Pampered Chef is a multinational multi-level marketing company that offers a line of kitchen tools, food products, and cookbooks for preparing food in the home. They also offer some products to help transport some of their products and gardening tools.

It has a worldwide direct sales force of about 35,000 in addition to 400 corporate staff. The company is headquartered in Addison, Illinois, and operates in five countries: the United States, Germany, Canada, Austria, and France.

History
Doris Christopher founded Pampered Chef in 1980 in the basement of her suburban Chicago home. Christopher came up with a party plan to offer professional-quality kitchen tools directly to consumers through in-home cooking demonstrations, a concept first popularized by Tupperware. The company expanded to Canada in 1996, the UK in 1999, Germany in 2000, Austria in 2019, and France in 2020.

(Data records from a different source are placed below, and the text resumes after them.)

//! Firebase account and profile service
//!
//! Account management over the Identity Toolkit REST API and per-user profile
//! documents in the Realtime Database, keyed by the account uid.
//!
//! # Example
//! ```no_run
//! # async fn example() -> Result<(), Box<dyn std::error::Error>> {
//! use firebase_account_profiles::{App, AppOptions, ProfileStoreOptions, ProfileUpdate};
//!
//! let app = App::create(AppOptions::from_env()?).await?;
//! let profiles = app.profile_store(ProfileStoreOptions::default())?;
//!
//! let uid = profiles.accounts().register("alice@example.com", "s3cret!").await?;
//! profiles.create_initial_profile("alice@example.com").await?;
//!
//! let update = ProfileUpdate {
//!     name: "Alice".to_string(),
//!     tags: vec!["hiking".to_string()],
//!     ..ProfileUpdate::default()
//! };
//! profiles.update_profile("alice@example.com", update).await?.await?;
//! println!("{} -> {:?}", uid, profiles.get_profile("alice@example.com").await?);
//! # Ok(())
//! # }
//! ```

#![warn(missing_docs)]
#![warn(clippy::all)]

pub mod app;
pub mod blocking;
pub mod database;
pub mod error;
pub mod logging;
pub mod profile;

// Auth module
pub mod auth {
    //! Account directory
    //!
    //! - `auth.rs` → Identity Toolkit REST client
    //! - `memory.rs` → in-process directory for tests and local runs
    //! - `service.rs` → [`AccountService`]

    #[allow(clippy::module_inception)]
    pub mod auth;
    pub mod directory;
    pub mod memory;
    pub mod service;
    pub mod types;

    pub use auth::Auth;
    pub use directory::AccountDirectory;
    pub use memory::InMemoryDirectory;
    pub use service::AccountService;
    pub use types::{AccountMetadata, AccountRecord, DecodedToken};
}

// Re-exports for convenience
pub use app::{App, AppOptions};
pub use error::{AuthError, DatabaseError, ServiceError, ValidationError};

pub use auth::{AccountRecord, AccountService, Auth, DecodedToken};
pub use database::{Database, DatabaseReference, PendingWrite};
pub use profile::{ProfileRead, ProfileStore, ProfileStoreOptions, ProfileUpdate, UserProfile};

#[cfg(test)]
mod tests {
    use super::*;

    #[test]
    fn test_error_types_exist() {
        // Basic smoke test
        let _err: ServiceError = AuthError::InvalidEmail.into();
        let _err: ServiceError = DatabaseError::PermissionDenied.into();
    }
}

The company was acquired in 2002 by Warren Buffett's Berkshire Hathaway corporation. On October 30, 2014, Berkshire Hathaway appointed long time advisor Tracy Britt Cool to the position of CEO. According to Direct Selling News, "the company’s revenue has fallen from $320 million in 2015 to $280 million in 2018." In March 2020, the company's COO, Andrew Treanor, took over on the role of CEO.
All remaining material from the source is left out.